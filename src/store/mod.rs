//! # Credential Store
//!
//! Canonical user records kept in a key-value backend.
//!
//! Layout:
//! - `<identity>` - JSON-encoded [`StoredRecord`]
//! - `lookup/<namespace>/<sha256-hex>` - identity owning a normalized attribute
//!
//! The store is polymorphic over the backend ([`KeyValueBackend`]) and is
//! itself consumed by the reconciler through the [`CredentialStore`] trait.

pub mod backend;
pub mod lookup;
pub mod redis;

pub use backend::{InMemoryBackend, KeyValueBackend};
pub use lookup::{build_lookup_key, is_lookup_key, lookup_digest};
pub use redis::RedisBackend;

use crate::constants::EMAIL_LOOKUP_NAMESPACE;
use crate::error::{SyncError, SyncResult};
use crate::model::{normalize_identity, StoredRecord};
use anyhow::Context;
use async_trait::async_trait;
use chrono::Utc;
use std::collections::BTreeMap;
use std::sync::Arc;
use tracing::{debug, warn};

/// Store of canonical user records
#[async_trait]
pub trait CredentialStore: Send + Sync {
    /// Fetch a record by identity or by lookup key
    async fn get(&self, identity: &str) -> SyncResult<StoredRecord>;

    /// Every primary record, keyed by identity; lookup entries are skipped
    async fn list(&self) -> SyncResult<BTreeMap<String, StoredRecord>>;

    /// Upsert a record (and its email lookup entry) and return it as written
    async fn set(&self, record: StoredRecord) -> SyncResult<StoredRecord>;

    /// Resolve a record through its normalized email
    async fn get_by_email(&self, email: &str) -> SyncResult<StoredRecord> {
        if email.trim().is_empty() {
            return Err(SyncError::validation("email must not be empty"));
        }
        self.get(&build_lookup_key(EMAIL_LOOKUP_NAMESPACE, &lookup_digest(email)))
            .await
    }
}

/// [`CredentialStore`] over any [`KeyValueBackend`]
#[derive(Clone)]
pub struct KvCredentialStore {
    backend: Arc<dyn KeyValueBackend>,
}

impl std::fmt::Debug for KvCredentialStore {
    fn fmt(&self, f: &mut std::fmt::Formatter<'_>) -> std::fmt::Result {
        f.debug_struct("KvCredentialStore").finish_non_exhaustive()
    }
}

impl KvCredentialStore {
    pub fn new(backend: Arc<dyn KeyValueBackend>) -> Self {
        Self { backend }
    }

    async fn read_primary(&self, identity: &str) -> SyncResult<Option<StoredRecord>> {
        let Some(raw) = self.backend.get(identity).await? else {
            return Ok(None);
        };
        let record = serde_json::from_str(&raw)
            .with_context(|| format!("Corrupt credential record for '{identity}'"))?;
        Ok(Some(record))
    }
}

#[async_trait]
impl CredentialStore for KvCredentialStore {
    async fn get(&self, identity: &str) -> SyncResult<StoredRecord> {
        let identity = if is_lookup_key(identity) {
            let target = self
                .backend
                .get(identity)
                .await?
                .ok_or_else(|| SyncError::not_found("lookup entry", identity))?;
            debug!("Resolved lookup key {} to identity {}", identity, target);
            target
        } else {
            normalize_identity(identity)?
        };

        self.read_primary(&identity)
            .await?
            .ok_or_else(|| SyncError::not_found("user", identity))
    }

    async fn list(&self) -> SyncResult<BTreeMap<String, StoredRecord>> {
        let mut keys: Vec<String> = self
            .backend
            .keys()
            .await?
            .into_iter()
            .filter(|key| !is_lookup_key(key))
            .collect();
        keys.sort();

        // Value: (record, loaded from the normalized key itself)
        let mut loaded: BTreeMap<String, (StoredRecord, bool)> = BTreeMap::new();
        for key in keys {
            // A key may vanish between the listing and the read.
            let Some(mut record) = self.read_primary(&key).await? else {
                continue;
            };
            let identity = normalize_identity(&key)?;
            let canonical = key == identity;

            // `set` only ever writes the normalized key, so it holds the latest state.
            if let Some((_, held_canonical)) = loaded.get(&identity) {
                if *held_canonical || !canonical {
                    warn!("Ignoring store key '{}': identity '{}' already loaded", key, identity);
                    continue;
                }
                warn!("Store key '{}' supersedes a legacy key for the same identity", key);
            }
            record.identity.clone_from(&identity);
            loaded.insert(identity, (record, canonical));
        }

        let records: BTreeMap<String, StoredRecord> = loaded
            .into_iter()
            .map(|(identity, (record, _))| (identity, record))
            .collect();

        debug!("Loaded {} records from credential store", records.len());
        Ok(records)
    }

    async fn set(&self, mut record: StoredRecord) -> SyncResult<StoredRecord> {
        record.identity = normalize_identity(&record.identity)?;
        let now = Utc::now();
        record.created_at.get_or_insert(now);
        record.updated_at = Some(now);

        let encoded = serde_json::to_string(&record)
            .with_context(|| format!("Failed to encode record for '{}'", record.identity))?;
        self.backend
            .put(&record.identity, encoded)
            .await
            .with_context(|| format!("Failed to write record for '{}'", record.identity))?;

        // No transaction spans both writes: a failed index write fails the whole set.
        if !record.email.trim().is_empty() {
            let key = build_lookup_key(EMAIL_LOOKUP_NAMESPACE, &lookup_digest(&record.email));
            self.backend
                .put(&key, record.identity.clone())
                .await
                .with_context(|| format!("Failed to write email lookup for '{}'", record.identity))?;
        }

        debug!("Stored credential record for {}", record.identity);
        Ok(record)
    }
}

#[cfg(test)]
mod tests {
    use super::*;

    fn store() -> (Arc<InMemoryBackend>, KvCredentialStore) {
        let backend = Arc::new(InMemoryBackend::new());
        let store = KvCredentialStore::new(Arc::clone(&backend) as Arc<dyn KeyValueBackend>);
        (backend, store)
    }

    #[tokio::test]
    async fn test_set_writes_record_and_email_lookup() {
        let (backend, store) = store();
        store
            .set(StoredRecord::new("Alice", "h1").with_email("Alice@Example.com"))
            .await
            .unwrap();

        let entries = backend.snapshot().await;
        assert_eq!(entries.len(), 2);
        assert!(entries.contains_key("alice"));
        let lookup = build_lookup_key("email", &lookup_digest("alice@example.com"));
        assert_eq!(entries.get(&lookup).map(String::as_str), Some("alice"));
    }

    #[tokio::test]
    async fn test_set_without_email_skips_lookup() {
        let (backend, store) = store();
        store.set(StoredRecord::new("bob", "h1")).await.unwrap();
        assert_eq!(backend.snapshot().await.len(), 1);
    }

    #[tokio::test]
    async fn test_timestamps_created_once_updated_always() {
        let (_, store) = store();
        let first = store.set(StoredRecord::new("alice", "h1")).await.unwrap();
        let created = first.created_at.unwrap();
        assert_eq!(first.updated_at, Some(created));

        let mut changed = first.clone();
        changed.credential_hash = "h2".to_string();
        let second = store.set(changed).await.unwrap();
        assert_eq!(second.created_at, Some(created));
        assert!(second.updated_at.unwrap() >= created);
    }

    #[tokio::test]
    async fn test_get_by_identity_and_by_email() {
        let (_, store) = store();
        store
            .set(StoredRecord::new("alice", "h1").with_email("a@x.com"))
            .await
            .unwrap();

        assert_eq!(store.get(" ALICE ").await.unwrap().credential_hash, "h1");
        assert_eq!(store.get_by_email("A@X.com").await.unwrap().identity, "alice");
        let via_key = build_lookup_key("email", &lookup_digest("a@x.com"));
        assert_eq!(store.get(&via_key).await.unwrap().identity, "alice");
    }

    #[tokio::test]
    async fn test_get_missing_is_not_found_and_empty_is_invalid() {
        let (_, store) = store();
        assert!(store.get("ghost").await.unwrap_err().is_not_found());
        assert!(store.get_by_email("ghost@x.com").await.unwrap_err().is_not_found());
        assert!(matches!(
            store.get("  ").await,
            Err(SyncError::Validation(_))
        ));
    }

    #[tokio::test]
    async fn test_list_skips_lookup_entries() {
        let (_, store) = store();
        store
            .set(StoredRecord::new("alice", "h1").with_email("a@x.com"))
            .await
            .unwrap();
        store
            .set(StoredRecord::new("bob", "h2").with_email("b@x.com"))
            .await
            .unwrap();

        let records = store.list().await.unwrap();
        assert_eq!(records.keys().collect::<Vec<_>>(), vec!["alice", "bob"]);
        assert_eq!(records["bob"].credential_hash, "h2");
    }

    #[tokio::test]
    async fn test_list_prefers_normalized_key_over_legacy_casing() {
        let (backend, store) = store();
        let legacy = serde_json::to_string(&StoredRecord::new("Alice", "stale")).unwrap();
        backend.put("Alice", legacy).await.unwrap();
        store.set(StoredRecord::new("alice", "fresh")).await.unwrap();

        let records = store.list().await.unwrap();
        assert_eq!(records.len(), 1);
        assert_eq!(records["alice"].identity, "alice");
        assert_eq!(records["alice"].credential_hash, "fresh");
    }

    #[tokio::test]
    async fn test_list_loads_legacy_key_when_alone() {
        let (backend, store) = store();
        let legacy = serde_json::to_string(&StoredRecord::new("Alice", "h1")).unwrap();
        backend.put("Alice", legacy).await.unwrap();

        let records = store.list().await.unwrap();
        assert_eq!(records["alice"].credential_hash, "h1");
        assert_eq!(records["alice"].identity, "alice");
    }

    #[tokio::test]
    async fn test_corrupt_record_is_backend_error() {
        let (backend, store) = store();
        backend.put("alice", "{not json".to_string()).await.unwrap();
        assert!(matches!(store.get("alice").await, Err(SyncError::Backend(_))));
        assert!(matches!(store.list().await, Err(SyncError::Backend(_))));
    }
}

--*--

Within the listing above, find every line containing the string "changed" and return it.

        let mut changed = first.clone();
        changed.credential_hash = "h2".to_string();
        let second = store.set(changed).await.unwrap();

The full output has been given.